__EXERCISE OBJECTIVE__: All lines from the start of the listing below through the line containing "entity (no credentials)" are to be written out again exactly, and no others.

※

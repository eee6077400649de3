//! User & Role Models

use serde::{Deserialize, Serialize};
use validator::Validate;

/// Account status
#[derive(Debug, Clone, Copy, Default, PartialEq, Eq, Serialize, Deserialize)]
#[serde(rename_all = "snake_case")]
pub enum UserStatus {
    #[default]
    Active,
    Inactive,
}

impl UserStatus {
    pub fn as_str(&self) -> &'static str {
        match self {
            Self::Active => "active",
            Self::Inactive => "inactive",
        }
    }
}

impl TryFrom<String> for UserStatus {
    type Error = String;

    fn try_from(value: String) -> Result<Self, Self::Error> {
        match value.as_str() {
            "active" => Ok(Self::Active),
            "inactive" => Ok(Self::Inactive),
            other => Err(format!("unknown user status: {other}")),
        }
    }
}

/// User entity (no credentials)
#[derive(Debug, Clone, Serialize, Deserialize)]
#[cfg_attr(feature = "db", derive(sqlx::FromRow))]
pub struct User {
    pub id: i64,
    pub restaurant_id: Option<i64>,
    pub email: String,
    pub first_name: String,
    pub last_name: String,
    pub phone: Option<String>,
    #[cfg_attr(feature = "db", sqlx(try_from = "String"))]
    pub status: UserStatus,
    pub created_at: i64,
    pub updated_at: i64,
}

/// Role catalogue entry
#[derive(Debug, Clone, Serialize, Deserialize)]
#[cfg_attr(feature = "db", derive(sqlx::FromRow))]
pub struct Role {
    pub id: i64,
    pub name: String,
    pub display_name: String,
    pub description: Option<String>,
    /// Hierarchy level (higher = more authority)
    pub level: i32,
}

/// A role grant as seen on a user (role-location pair)
#[derive(Debug, Clone, PartialEq, Eq, Serialize, Deserialize)]
#[cfg_attr(feature = "db", derive(sqlx::FromRow))]
pub struct UserRoleInfo {
    pub role_name: String,
    pub role_level: i32,
    pub location_id: Option<i64>,
    pub location_name: Option<String>,
    pub is_primary_role: bool,
    pub is_primary_location: bool,
}

/// User with their role grants
#[derive(Debug, Clone, Serialize, Deserialize)]
pub struct UserWithRoles {
    #[serde(flatten)]
    pub user: User,
    pub roles: Vec<UserRoleInfo>,
}

/// Requested role grant
#[derive(Debug, Clone, PartialEq, Eq, Serialize, Deserialize)]
pub struct RoleAssignment {
    pub role_name: String,
    pub location_id: Option<i64>,
    #[serde(default)]
    pub is_primary_role: bool,
    #[serde(default)]
    pub is_primary_location: bool,
}

/// Create staff user payload
#[derive(Debug, Clone, Serialize, Deserialize, Validate)]
pub struct UserCreate {
    #[validate(email)]
    pub email: String,
    #[validate(length(min = 8, max = 128))]
    pub password: String,
    #[validate(length(min = 1, max = 100))]
    pub first_name: String,
    #[validate(length(min = 1, max = 100))]
    pub last_name: String,
    #[validate(length(max = 50))]
    pub phone: Option<String>,
    #[serde(default)]
    pub roles: Vec<RoleAssignment>,
}

/// Update user profile payload
#[derive(Debug, Clone, Default, Serialize, Deserialize, Validate)]
pub struct UserUpdate {
    #[validate(length(min = 1, max = 100))]
    pub first_name: Option<String>,
    #[validate(length(min = 1, max = 100))]
    pub last_name: Option<String>,
    #[validate(length(max = 50))]
    pub phone: Option<String>,
}

/// Replace role grants payload
#[derive(Debug, Clone, Serialize, Deserialize)]
pub struct RolesUpdate {
    pub roles: Vec<RoleAssignment>,
}

#[derive(Debug, Clone, Serialize, Deserialize)]
pub struct UserStatusUpdate {
    pub status: UserStatus,
}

※

__SOLUTION TO THIS TASK__:
repository eee6077400649de3
//! User & Role Models

use serde::{Deserialize, Serialize};
use validator::Validate;

/// Account status
#[derive(Debug, Clone, Copy, Default, PartialEq, Eq, Serialize, Deserialize)]
#[serde(rename_all = "snake_case")]
pub enum UserStatus {
    #[default]
    Active,
    Inactive,
}

impl UserStatus {
    pub fn as_str(&self) -> &'static str {
        match self {
            Self::Active => "active",
            Self::Inactive => "inactive",
        }
    }
}

impl TryFrom<String> for UserStatus {
    type Error = String;

    fn try_from(value: String) -> Result<Self, Self::Error> {
        match value.as_str() {
            "active" => Ok(Self::Active),
            "inactive" => Ok(Self::Inactive),
            other => Err(format!("unknown user status: {other}")),
        }
    }
}

/// User entity (no credentials)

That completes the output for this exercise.